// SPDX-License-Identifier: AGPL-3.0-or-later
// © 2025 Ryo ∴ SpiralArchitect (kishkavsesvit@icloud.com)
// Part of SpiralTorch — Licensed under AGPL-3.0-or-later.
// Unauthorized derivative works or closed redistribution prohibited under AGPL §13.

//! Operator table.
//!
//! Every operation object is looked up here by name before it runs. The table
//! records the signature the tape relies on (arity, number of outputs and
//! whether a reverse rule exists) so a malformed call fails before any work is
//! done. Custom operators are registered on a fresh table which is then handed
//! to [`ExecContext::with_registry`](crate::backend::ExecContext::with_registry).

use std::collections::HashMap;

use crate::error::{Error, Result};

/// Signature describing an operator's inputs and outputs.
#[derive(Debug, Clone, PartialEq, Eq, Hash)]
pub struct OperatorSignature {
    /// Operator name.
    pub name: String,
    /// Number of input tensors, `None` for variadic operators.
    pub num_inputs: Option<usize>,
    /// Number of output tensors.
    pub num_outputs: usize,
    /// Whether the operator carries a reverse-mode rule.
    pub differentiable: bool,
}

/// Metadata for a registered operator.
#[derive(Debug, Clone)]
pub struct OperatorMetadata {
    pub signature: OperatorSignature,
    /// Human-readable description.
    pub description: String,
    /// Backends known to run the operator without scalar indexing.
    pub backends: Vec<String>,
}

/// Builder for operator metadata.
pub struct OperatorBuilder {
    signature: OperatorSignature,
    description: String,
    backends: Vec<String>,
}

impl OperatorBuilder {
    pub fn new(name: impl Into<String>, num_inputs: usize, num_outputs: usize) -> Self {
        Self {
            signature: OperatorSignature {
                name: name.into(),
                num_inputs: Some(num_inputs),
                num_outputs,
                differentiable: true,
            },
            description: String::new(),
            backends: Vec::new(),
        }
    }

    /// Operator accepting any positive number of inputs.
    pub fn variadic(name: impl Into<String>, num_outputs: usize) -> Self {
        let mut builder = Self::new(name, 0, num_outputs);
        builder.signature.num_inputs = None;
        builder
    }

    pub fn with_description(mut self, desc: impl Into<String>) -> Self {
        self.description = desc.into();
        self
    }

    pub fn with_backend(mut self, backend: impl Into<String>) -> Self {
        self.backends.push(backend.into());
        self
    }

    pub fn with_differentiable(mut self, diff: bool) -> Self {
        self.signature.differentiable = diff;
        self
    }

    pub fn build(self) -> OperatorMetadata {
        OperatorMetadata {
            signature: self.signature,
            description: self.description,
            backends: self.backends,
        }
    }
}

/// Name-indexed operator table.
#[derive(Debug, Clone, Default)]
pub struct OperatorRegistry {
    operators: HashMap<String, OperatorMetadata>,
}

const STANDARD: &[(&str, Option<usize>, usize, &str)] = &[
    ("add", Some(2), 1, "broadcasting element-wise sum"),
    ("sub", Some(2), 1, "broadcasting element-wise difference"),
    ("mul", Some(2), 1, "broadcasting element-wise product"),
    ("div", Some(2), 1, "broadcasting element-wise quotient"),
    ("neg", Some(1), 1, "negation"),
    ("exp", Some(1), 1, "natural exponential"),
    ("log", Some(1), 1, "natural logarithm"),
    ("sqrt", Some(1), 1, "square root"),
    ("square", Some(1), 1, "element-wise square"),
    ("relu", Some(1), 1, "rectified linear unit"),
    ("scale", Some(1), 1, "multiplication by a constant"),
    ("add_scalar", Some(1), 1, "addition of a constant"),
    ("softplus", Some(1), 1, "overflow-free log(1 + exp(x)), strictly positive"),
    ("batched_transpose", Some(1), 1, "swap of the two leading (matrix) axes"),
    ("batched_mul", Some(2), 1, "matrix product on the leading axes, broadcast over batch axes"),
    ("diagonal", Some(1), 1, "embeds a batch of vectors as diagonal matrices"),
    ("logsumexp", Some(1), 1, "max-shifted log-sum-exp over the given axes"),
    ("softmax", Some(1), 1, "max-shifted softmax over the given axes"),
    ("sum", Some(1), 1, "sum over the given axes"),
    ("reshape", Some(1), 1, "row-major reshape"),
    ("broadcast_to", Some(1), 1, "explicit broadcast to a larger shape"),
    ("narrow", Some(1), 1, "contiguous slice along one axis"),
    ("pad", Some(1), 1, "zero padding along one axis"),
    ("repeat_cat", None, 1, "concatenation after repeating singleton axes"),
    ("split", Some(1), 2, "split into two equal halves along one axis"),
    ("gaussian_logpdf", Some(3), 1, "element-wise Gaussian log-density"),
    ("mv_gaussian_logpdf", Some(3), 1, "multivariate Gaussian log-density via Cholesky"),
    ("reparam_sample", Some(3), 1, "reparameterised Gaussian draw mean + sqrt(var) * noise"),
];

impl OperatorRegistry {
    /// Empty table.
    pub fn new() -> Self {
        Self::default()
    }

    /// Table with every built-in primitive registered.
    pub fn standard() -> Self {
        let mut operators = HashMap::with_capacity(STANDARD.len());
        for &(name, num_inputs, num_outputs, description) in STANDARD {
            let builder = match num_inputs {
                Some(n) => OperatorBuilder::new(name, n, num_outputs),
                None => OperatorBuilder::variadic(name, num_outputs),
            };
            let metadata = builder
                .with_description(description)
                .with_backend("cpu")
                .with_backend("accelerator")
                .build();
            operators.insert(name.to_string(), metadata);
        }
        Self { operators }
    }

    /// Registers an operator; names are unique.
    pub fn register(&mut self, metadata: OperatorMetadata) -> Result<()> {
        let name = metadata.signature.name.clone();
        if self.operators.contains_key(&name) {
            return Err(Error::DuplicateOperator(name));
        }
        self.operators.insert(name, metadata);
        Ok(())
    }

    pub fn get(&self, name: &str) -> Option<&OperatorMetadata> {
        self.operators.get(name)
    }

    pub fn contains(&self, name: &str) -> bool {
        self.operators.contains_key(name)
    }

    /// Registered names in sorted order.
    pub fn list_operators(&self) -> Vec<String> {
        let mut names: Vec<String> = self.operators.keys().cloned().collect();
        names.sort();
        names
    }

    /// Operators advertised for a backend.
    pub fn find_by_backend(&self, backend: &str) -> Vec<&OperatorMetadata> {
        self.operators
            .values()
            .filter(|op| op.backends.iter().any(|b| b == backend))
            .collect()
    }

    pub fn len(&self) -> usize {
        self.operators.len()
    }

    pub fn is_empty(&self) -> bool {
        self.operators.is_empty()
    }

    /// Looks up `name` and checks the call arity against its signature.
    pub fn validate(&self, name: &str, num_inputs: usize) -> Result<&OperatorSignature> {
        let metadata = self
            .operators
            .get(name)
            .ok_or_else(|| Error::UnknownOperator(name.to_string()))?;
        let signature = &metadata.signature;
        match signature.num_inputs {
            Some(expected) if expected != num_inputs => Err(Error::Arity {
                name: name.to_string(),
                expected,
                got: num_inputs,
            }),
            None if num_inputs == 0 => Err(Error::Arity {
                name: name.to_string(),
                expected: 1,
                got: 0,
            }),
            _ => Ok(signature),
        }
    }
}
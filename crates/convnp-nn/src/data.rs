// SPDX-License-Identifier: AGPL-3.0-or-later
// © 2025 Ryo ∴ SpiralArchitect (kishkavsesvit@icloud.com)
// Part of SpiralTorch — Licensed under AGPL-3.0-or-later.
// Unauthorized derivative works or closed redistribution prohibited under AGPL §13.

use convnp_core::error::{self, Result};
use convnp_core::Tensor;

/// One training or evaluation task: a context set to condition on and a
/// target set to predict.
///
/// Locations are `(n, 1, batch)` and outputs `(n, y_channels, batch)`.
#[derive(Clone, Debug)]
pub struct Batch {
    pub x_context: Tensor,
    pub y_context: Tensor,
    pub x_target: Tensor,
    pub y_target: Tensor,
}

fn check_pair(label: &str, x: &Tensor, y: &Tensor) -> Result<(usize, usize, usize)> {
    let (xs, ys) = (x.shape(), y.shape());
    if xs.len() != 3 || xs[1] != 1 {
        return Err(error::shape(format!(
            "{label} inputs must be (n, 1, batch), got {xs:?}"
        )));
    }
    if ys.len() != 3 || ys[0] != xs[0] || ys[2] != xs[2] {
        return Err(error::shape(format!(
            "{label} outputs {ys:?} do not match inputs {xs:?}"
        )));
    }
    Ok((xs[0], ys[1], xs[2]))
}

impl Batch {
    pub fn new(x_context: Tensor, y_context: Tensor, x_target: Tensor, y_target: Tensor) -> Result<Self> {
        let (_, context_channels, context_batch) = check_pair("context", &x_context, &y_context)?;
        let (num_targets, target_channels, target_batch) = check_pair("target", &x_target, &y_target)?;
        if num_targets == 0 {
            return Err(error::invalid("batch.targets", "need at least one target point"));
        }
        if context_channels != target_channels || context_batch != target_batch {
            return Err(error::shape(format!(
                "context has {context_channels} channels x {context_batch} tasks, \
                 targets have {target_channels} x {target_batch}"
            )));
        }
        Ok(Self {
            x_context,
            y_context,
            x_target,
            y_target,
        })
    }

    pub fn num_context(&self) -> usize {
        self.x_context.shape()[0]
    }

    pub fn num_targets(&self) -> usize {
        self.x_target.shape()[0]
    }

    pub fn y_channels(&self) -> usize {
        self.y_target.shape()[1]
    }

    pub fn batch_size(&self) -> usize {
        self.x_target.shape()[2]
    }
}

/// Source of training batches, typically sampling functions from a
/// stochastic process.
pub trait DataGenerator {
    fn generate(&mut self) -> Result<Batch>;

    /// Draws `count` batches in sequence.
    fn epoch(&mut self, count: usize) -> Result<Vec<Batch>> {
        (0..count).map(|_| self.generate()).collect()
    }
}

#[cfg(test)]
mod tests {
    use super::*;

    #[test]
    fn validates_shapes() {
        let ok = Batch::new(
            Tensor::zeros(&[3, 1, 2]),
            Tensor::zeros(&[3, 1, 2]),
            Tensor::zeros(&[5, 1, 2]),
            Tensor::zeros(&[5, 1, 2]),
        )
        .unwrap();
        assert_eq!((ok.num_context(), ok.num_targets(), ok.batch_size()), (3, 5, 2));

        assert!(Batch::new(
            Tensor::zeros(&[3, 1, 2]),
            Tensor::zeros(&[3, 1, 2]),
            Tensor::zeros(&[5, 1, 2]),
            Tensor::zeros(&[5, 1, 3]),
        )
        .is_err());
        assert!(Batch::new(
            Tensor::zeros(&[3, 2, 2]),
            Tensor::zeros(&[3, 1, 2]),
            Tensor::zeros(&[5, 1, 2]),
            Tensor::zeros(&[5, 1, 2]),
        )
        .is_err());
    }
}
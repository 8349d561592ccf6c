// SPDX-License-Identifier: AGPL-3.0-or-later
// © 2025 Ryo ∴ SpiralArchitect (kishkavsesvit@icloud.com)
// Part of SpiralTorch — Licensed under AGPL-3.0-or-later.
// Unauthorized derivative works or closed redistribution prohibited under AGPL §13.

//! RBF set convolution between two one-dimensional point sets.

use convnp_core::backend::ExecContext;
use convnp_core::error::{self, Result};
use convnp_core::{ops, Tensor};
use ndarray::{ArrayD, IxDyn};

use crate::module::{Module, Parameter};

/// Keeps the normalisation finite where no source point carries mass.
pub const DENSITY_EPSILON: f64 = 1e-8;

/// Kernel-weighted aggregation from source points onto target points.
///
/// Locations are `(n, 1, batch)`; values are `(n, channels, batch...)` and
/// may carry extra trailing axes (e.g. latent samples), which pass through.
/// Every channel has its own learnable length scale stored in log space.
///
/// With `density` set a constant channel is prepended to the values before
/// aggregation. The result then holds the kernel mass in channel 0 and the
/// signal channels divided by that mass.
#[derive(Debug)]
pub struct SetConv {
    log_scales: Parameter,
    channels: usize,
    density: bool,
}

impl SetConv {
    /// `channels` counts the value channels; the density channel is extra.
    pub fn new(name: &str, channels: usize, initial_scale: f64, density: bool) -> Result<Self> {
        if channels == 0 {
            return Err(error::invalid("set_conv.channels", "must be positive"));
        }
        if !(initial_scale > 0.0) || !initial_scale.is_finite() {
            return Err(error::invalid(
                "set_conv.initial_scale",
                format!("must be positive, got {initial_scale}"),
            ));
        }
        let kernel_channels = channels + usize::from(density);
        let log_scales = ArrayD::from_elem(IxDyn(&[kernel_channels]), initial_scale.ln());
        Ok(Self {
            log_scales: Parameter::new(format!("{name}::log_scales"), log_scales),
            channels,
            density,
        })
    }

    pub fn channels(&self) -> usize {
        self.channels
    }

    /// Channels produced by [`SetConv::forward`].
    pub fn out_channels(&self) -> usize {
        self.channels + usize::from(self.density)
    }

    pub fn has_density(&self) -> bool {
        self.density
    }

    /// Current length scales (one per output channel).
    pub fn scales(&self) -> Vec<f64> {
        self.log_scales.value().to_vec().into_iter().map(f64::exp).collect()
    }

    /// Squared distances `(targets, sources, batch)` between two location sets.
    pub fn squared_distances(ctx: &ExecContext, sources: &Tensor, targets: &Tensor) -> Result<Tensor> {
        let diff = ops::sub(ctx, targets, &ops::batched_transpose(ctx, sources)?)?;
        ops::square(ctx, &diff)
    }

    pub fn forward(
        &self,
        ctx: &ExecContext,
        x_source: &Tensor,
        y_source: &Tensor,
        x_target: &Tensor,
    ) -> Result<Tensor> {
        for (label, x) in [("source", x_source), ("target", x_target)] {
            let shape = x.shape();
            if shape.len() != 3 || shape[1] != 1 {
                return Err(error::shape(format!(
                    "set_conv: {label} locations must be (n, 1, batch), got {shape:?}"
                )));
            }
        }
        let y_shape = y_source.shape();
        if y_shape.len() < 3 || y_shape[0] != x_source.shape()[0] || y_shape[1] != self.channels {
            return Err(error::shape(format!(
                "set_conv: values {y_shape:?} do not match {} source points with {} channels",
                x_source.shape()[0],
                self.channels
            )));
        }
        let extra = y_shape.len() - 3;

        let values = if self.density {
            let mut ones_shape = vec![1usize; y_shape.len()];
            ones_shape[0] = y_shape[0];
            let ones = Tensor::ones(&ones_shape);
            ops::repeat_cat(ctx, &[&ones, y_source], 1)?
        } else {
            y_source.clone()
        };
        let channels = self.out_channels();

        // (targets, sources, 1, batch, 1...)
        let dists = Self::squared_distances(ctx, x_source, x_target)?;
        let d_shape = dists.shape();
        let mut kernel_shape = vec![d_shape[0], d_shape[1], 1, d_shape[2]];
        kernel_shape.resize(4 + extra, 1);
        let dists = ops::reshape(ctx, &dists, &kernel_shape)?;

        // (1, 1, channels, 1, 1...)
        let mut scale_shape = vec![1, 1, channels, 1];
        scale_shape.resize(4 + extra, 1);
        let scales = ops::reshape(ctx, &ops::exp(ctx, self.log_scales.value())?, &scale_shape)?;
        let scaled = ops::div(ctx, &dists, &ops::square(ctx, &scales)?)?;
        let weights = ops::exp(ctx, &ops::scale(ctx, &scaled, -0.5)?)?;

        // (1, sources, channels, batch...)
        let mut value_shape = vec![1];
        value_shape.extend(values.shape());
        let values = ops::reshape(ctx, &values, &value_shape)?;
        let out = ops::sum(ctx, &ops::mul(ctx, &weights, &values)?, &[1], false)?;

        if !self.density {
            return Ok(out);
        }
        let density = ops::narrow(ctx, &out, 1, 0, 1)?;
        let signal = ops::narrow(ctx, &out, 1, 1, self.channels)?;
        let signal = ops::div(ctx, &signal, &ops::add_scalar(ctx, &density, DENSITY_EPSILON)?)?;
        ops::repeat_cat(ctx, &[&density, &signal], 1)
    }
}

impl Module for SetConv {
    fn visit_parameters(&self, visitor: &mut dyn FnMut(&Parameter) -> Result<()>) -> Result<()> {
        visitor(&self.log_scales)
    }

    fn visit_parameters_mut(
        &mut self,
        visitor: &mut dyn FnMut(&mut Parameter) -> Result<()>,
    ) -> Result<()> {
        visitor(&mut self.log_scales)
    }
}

┄┄┄┄┄┄

### About this task
Your answer should consist only of the lines above between the line holding "one-dimensional point sets." and the line holding "#[derive(Debug)]", inclusive, each transcribed exactly.

### Solution for this task
//! RBF set convolution between two one-dimensional point sets.

use convnp_core::backend::ExecContext;
use convnp_core::error::{self, Result};
use convnp_core::{ops, Tensor};
use ndarray::{ArrayD, IxDyn};

use crate::module::{Module, Parameter};

/// Keeps the normalisation finite where no source point carries mass.
pub const DENSITY_EPSILON: f64 = 1e-8;

/// Kernel-weighted aggregation from source points onto target points.
///
/// Locations are `(n, 1, batch)`; values are `(n, channels, batch...)` and
/// may carry extra trailing axes (e.g. latent samples), which pass through.
/// Every channel has its own learnable length scale stored in log space.
///
/// With `density` set a constant channel is prepended to the values before
/// aggregation. The result then holds the kernel mass in channel 0 and the
/// signal channels divided by that mass.
#[derive(Debug)]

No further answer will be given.